## EXERCISE REQUIREMENTS
In the entries that follow, how many lines hold "match"? Nothing but the number is expected.
====== SUPPLIED ENTRIES
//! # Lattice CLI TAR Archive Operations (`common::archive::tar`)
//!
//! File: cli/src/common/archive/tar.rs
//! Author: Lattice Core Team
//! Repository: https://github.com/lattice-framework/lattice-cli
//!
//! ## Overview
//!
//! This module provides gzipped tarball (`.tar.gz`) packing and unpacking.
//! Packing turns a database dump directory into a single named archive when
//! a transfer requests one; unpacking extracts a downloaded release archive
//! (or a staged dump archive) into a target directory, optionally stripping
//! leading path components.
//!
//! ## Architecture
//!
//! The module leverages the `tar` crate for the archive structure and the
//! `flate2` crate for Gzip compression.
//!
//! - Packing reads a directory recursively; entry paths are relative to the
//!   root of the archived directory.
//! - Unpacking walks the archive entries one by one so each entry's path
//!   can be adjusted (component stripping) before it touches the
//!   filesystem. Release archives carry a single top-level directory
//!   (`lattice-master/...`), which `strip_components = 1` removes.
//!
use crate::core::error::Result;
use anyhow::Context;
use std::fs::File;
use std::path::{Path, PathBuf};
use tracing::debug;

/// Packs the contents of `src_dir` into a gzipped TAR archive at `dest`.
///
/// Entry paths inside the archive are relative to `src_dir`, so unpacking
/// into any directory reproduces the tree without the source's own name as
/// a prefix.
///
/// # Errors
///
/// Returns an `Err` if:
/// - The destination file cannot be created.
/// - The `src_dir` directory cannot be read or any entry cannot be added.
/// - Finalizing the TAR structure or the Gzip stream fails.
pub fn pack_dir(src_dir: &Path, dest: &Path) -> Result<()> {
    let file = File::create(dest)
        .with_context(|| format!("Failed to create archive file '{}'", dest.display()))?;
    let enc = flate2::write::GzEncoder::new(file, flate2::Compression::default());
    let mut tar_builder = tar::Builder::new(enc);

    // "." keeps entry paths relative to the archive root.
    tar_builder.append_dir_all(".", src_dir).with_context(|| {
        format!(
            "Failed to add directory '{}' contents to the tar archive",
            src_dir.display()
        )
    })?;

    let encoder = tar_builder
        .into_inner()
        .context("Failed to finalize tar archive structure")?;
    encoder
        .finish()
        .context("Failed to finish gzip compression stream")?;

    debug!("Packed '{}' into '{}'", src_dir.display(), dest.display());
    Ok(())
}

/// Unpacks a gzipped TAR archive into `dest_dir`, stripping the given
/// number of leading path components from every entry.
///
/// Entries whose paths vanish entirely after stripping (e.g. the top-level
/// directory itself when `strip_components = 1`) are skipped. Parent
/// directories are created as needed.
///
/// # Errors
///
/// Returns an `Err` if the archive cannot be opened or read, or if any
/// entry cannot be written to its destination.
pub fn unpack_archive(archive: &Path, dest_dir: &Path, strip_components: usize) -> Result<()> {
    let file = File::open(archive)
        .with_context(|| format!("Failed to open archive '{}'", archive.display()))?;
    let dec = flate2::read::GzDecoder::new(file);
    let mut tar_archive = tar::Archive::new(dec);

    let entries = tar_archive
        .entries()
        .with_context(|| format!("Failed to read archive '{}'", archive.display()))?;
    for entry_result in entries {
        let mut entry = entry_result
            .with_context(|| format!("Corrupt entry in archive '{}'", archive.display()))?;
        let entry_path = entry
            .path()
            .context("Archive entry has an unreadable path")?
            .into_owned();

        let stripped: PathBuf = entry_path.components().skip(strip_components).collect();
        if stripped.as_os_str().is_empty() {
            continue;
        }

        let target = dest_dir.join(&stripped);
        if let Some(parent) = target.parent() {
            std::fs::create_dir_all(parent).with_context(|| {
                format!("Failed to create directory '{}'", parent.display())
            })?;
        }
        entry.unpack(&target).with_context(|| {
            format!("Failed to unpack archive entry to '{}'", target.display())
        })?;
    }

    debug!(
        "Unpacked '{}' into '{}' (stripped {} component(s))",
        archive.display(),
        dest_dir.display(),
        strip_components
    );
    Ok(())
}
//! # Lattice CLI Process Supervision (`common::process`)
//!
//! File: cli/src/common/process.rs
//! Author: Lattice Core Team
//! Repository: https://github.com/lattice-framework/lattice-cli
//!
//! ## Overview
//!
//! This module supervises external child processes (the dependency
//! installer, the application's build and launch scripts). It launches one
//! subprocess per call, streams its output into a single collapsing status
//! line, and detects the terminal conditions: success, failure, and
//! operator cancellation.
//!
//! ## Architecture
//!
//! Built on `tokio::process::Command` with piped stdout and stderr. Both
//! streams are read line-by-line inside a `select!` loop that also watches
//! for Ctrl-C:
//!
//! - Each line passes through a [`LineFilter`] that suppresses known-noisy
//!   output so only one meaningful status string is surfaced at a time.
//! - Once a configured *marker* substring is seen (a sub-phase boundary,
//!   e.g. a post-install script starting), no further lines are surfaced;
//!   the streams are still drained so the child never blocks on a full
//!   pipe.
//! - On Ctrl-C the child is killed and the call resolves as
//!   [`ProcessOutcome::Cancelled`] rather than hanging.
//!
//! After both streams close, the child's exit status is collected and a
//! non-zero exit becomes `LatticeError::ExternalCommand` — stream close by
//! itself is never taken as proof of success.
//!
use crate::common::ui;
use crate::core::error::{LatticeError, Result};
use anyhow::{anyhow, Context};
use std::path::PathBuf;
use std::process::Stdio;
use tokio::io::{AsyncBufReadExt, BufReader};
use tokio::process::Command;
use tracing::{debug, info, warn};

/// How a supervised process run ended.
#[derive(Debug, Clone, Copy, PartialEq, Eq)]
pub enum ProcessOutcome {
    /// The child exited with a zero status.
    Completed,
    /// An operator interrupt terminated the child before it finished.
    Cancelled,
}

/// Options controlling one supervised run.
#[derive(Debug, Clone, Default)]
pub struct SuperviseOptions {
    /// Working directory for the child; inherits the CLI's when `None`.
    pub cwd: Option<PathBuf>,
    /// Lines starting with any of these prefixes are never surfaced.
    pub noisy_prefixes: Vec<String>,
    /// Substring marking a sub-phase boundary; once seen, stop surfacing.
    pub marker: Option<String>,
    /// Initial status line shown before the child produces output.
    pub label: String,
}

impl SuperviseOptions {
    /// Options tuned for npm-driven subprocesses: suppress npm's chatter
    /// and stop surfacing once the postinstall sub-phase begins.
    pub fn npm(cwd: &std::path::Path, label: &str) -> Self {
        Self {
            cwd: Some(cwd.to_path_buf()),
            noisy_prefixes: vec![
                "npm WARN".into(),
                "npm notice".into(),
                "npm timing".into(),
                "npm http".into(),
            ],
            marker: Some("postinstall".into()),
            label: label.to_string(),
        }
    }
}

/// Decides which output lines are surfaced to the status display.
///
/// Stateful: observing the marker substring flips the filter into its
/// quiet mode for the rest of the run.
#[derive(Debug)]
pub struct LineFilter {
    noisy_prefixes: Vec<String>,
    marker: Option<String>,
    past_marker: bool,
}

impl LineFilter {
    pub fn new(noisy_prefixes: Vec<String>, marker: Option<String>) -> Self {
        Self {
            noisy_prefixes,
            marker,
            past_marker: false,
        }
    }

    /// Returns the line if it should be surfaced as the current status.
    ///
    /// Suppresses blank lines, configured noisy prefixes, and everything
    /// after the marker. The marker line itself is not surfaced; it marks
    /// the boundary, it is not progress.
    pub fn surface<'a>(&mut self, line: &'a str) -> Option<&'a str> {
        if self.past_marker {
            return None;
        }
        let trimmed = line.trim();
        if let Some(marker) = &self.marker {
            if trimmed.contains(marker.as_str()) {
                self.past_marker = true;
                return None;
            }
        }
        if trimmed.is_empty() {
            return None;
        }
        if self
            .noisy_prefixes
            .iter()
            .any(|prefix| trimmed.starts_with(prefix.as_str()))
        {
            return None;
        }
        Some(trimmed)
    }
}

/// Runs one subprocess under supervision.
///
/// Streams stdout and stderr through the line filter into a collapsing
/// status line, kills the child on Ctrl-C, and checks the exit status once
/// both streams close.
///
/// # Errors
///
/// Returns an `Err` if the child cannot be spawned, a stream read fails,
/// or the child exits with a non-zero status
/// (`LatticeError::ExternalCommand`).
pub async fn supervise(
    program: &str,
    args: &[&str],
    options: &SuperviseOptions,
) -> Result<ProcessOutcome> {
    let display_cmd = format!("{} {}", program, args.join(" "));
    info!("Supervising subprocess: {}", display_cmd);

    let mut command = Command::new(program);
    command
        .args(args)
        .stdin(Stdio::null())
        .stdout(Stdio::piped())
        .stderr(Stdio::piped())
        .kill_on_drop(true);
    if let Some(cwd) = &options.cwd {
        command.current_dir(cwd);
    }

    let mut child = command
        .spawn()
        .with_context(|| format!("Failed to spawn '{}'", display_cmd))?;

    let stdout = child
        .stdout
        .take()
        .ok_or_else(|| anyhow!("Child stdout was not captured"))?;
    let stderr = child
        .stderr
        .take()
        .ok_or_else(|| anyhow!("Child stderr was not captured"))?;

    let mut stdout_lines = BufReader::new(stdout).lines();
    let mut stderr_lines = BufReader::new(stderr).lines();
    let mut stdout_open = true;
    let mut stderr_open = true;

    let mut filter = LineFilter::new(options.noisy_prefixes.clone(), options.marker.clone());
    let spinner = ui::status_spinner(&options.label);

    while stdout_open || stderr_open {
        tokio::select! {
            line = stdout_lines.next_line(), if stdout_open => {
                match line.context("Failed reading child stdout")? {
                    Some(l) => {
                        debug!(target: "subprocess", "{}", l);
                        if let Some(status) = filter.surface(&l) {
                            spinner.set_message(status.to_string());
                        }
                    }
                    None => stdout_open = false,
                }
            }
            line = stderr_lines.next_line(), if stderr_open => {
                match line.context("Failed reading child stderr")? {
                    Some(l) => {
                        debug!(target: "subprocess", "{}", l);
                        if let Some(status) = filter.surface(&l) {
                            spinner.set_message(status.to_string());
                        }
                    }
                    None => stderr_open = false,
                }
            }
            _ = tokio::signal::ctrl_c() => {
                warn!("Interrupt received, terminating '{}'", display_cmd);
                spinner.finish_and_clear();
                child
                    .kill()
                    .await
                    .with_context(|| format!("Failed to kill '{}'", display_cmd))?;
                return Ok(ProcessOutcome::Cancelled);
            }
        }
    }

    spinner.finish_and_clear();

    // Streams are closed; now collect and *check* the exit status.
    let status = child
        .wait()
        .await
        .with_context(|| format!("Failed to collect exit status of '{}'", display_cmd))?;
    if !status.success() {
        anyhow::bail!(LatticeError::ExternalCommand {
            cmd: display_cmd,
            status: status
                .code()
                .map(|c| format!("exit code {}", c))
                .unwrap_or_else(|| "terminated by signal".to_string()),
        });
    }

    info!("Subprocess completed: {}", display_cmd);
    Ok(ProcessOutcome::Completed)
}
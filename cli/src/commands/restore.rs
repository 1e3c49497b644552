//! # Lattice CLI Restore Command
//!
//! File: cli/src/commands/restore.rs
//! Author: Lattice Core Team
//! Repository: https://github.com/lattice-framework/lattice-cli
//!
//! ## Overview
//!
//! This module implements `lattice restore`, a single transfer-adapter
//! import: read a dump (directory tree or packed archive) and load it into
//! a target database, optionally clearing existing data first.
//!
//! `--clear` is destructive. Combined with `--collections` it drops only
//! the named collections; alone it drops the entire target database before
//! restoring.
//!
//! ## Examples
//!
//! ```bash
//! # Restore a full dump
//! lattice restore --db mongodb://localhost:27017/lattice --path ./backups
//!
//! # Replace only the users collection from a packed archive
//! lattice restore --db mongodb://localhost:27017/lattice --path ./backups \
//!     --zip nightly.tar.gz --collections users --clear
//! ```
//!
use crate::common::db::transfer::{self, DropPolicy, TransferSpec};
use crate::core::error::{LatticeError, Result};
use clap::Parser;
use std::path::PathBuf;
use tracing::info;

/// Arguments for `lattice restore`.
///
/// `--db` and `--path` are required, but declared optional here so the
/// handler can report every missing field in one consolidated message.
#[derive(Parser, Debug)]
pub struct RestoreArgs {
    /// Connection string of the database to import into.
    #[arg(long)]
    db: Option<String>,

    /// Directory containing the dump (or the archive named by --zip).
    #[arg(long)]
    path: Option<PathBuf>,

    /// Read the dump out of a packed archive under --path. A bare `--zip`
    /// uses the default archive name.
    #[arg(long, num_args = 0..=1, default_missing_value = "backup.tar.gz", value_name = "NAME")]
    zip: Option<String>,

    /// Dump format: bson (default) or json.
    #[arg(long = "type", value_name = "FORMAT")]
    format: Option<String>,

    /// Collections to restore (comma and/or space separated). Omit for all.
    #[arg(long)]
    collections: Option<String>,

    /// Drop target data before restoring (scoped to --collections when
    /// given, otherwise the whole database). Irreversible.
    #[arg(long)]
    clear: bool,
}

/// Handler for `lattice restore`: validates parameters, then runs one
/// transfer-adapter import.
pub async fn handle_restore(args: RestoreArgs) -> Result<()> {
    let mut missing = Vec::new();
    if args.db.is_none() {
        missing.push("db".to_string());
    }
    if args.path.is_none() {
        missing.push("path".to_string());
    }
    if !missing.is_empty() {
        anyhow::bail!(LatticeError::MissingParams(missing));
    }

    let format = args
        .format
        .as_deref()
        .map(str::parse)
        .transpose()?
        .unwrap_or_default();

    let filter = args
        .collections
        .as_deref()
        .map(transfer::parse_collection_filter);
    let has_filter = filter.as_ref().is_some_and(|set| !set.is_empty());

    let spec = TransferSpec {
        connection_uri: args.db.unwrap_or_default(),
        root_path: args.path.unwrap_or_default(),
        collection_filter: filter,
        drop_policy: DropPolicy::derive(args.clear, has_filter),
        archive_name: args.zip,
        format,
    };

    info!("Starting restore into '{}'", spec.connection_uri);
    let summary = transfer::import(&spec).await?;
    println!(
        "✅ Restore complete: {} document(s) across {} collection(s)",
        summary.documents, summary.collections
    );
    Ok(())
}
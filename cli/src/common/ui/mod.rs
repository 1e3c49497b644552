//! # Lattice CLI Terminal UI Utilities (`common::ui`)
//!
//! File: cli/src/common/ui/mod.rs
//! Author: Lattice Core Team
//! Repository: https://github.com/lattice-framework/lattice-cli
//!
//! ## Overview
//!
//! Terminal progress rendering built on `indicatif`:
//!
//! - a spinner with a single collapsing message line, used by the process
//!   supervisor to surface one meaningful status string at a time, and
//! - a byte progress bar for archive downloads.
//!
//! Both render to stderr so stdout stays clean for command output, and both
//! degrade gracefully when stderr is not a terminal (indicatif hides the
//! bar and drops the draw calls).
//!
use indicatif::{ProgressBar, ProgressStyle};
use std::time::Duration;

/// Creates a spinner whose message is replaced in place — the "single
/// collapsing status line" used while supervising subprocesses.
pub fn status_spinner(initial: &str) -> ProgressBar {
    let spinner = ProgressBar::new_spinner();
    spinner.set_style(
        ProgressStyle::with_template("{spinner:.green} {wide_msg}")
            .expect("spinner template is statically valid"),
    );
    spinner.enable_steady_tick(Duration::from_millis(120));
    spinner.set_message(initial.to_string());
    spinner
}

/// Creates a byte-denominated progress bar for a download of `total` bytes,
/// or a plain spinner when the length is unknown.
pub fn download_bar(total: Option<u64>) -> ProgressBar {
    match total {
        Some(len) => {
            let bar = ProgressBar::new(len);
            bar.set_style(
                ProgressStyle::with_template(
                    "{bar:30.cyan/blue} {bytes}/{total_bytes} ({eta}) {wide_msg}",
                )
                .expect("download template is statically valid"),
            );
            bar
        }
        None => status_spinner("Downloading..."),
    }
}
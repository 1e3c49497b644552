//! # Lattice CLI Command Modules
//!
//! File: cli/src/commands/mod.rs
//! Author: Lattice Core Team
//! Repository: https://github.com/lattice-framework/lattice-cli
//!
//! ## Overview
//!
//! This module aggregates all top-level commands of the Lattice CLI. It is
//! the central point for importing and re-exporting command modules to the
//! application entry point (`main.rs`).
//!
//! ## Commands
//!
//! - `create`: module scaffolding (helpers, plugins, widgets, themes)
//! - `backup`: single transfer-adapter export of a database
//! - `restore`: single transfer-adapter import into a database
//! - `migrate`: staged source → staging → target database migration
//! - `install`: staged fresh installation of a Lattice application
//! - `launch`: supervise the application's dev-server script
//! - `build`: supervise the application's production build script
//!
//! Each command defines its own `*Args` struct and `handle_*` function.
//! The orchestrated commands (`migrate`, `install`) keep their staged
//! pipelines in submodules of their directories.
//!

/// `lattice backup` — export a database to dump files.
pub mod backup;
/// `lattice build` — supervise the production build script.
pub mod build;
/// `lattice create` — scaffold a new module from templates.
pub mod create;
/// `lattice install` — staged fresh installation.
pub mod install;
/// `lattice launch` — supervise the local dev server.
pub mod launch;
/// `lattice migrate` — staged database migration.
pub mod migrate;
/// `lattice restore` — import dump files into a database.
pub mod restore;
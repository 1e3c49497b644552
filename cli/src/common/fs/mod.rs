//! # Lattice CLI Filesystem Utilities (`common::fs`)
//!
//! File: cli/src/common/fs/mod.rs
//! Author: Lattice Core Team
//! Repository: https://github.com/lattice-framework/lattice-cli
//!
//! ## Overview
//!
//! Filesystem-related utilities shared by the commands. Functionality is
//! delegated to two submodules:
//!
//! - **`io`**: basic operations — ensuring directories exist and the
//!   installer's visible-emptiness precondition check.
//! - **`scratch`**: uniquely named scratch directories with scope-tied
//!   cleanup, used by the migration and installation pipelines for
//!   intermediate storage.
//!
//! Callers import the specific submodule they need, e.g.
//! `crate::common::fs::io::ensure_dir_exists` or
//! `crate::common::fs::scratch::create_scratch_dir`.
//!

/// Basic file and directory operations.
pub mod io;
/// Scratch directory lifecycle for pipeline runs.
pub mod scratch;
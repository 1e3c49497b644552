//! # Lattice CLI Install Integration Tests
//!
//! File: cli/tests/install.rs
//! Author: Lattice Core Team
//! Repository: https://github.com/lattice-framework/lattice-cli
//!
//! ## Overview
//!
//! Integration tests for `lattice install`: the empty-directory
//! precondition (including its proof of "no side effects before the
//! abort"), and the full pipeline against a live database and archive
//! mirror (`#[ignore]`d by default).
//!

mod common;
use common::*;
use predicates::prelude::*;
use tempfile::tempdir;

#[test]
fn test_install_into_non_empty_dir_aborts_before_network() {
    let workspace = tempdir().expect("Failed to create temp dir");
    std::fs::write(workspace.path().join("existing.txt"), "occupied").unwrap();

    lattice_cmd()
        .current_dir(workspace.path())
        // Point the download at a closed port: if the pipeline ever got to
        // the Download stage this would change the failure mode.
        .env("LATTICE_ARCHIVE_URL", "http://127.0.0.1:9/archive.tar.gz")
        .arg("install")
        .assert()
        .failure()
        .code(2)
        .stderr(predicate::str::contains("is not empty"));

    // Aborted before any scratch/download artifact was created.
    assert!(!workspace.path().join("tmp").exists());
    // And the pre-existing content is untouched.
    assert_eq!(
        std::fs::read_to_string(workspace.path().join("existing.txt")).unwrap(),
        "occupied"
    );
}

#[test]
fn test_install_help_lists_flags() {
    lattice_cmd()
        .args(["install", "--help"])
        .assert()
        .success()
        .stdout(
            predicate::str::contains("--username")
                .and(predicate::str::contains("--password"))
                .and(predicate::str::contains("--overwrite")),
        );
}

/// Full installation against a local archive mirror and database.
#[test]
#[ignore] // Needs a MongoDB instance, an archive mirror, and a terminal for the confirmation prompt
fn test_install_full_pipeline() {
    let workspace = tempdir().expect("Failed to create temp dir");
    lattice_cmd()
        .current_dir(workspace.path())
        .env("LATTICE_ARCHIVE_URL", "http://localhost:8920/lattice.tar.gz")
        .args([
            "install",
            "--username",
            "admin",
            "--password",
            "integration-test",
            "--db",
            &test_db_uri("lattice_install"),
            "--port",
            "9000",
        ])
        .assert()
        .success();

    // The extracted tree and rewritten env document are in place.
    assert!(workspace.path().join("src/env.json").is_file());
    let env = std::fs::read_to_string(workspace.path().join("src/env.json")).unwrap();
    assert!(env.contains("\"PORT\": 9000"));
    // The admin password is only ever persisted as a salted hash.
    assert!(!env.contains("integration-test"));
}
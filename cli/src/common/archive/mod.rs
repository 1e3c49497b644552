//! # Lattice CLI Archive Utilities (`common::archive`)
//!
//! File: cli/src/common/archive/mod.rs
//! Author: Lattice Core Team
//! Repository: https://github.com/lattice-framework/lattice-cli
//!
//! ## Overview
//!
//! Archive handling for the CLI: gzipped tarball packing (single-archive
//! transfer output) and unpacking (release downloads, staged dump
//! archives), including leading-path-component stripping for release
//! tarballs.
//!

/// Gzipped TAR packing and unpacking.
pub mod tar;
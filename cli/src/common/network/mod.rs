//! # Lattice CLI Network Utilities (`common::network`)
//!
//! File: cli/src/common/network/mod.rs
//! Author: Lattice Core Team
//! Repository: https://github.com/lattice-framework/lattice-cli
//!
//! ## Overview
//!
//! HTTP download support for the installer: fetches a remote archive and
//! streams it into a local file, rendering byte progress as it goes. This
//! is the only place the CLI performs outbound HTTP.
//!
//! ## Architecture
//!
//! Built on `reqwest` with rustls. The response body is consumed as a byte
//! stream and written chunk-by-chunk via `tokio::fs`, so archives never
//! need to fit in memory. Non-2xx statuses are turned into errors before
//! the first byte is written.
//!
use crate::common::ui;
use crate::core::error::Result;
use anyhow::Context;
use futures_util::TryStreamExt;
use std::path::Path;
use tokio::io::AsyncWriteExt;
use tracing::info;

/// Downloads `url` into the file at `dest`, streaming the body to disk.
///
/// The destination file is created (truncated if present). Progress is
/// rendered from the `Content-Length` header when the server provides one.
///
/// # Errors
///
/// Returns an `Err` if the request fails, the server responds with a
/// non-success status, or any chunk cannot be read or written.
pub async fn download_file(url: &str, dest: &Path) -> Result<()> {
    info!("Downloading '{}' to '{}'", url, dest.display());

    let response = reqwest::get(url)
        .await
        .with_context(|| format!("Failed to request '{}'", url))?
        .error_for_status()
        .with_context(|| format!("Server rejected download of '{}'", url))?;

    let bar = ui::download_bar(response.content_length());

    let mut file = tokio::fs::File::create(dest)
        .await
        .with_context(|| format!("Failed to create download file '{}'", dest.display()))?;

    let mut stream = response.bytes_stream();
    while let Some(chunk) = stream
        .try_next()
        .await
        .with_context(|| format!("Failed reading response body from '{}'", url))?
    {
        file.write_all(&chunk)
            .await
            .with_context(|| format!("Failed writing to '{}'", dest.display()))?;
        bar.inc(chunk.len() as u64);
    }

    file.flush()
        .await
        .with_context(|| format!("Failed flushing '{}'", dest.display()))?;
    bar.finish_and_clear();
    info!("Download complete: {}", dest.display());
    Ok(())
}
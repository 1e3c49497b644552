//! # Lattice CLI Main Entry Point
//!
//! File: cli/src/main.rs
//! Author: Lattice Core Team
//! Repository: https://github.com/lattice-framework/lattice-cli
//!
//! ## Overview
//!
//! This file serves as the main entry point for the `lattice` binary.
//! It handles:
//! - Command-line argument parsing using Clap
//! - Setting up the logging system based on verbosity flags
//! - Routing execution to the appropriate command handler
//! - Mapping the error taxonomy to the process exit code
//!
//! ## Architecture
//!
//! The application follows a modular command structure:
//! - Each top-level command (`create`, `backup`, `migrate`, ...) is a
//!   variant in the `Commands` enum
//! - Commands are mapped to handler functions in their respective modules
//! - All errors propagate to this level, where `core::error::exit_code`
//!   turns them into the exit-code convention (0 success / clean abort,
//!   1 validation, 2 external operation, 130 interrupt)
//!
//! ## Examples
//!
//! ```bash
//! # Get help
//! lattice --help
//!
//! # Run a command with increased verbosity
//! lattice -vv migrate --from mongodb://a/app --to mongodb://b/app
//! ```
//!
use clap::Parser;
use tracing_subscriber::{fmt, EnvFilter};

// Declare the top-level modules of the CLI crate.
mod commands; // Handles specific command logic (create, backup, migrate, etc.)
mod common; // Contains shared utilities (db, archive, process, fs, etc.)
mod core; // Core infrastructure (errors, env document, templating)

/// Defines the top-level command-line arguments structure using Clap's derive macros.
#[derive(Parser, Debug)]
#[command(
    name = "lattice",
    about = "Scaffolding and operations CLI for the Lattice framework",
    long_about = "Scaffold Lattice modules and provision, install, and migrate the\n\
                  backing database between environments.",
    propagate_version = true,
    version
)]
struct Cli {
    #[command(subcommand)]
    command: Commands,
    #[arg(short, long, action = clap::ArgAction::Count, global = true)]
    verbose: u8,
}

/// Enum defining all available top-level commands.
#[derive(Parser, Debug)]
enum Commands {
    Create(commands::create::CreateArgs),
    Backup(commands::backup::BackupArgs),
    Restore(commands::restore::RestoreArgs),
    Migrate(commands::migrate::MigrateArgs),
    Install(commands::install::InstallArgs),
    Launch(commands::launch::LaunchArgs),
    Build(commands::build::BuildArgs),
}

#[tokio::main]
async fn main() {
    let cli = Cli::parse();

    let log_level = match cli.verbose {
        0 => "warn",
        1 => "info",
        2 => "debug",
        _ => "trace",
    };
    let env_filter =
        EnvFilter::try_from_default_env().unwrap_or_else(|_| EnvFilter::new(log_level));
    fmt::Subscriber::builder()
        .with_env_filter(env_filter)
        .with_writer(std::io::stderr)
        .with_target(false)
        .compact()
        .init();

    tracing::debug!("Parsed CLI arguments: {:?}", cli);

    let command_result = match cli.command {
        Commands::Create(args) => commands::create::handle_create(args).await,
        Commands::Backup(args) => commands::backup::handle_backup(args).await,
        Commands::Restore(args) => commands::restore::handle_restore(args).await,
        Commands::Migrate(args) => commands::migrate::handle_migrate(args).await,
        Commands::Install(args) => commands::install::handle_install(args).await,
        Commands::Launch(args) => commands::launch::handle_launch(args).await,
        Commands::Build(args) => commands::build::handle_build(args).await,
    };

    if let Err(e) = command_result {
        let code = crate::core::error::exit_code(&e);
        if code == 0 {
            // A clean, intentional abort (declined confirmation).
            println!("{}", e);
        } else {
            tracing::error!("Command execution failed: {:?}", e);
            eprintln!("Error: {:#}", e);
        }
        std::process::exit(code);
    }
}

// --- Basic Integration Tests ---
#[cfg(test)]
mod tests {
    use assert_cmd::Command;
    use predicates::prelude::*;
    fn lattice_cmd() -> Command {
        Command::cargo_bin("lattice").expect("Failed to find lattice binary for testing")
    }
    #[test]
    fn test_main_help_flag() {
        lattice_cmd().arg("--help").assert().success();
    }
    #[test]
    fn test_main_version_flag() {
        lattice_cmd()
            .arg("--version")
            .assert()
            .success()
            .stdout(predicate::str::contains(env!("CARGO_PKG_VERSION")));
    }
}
============
## OUTPUT FOR THIS EXERCISE
5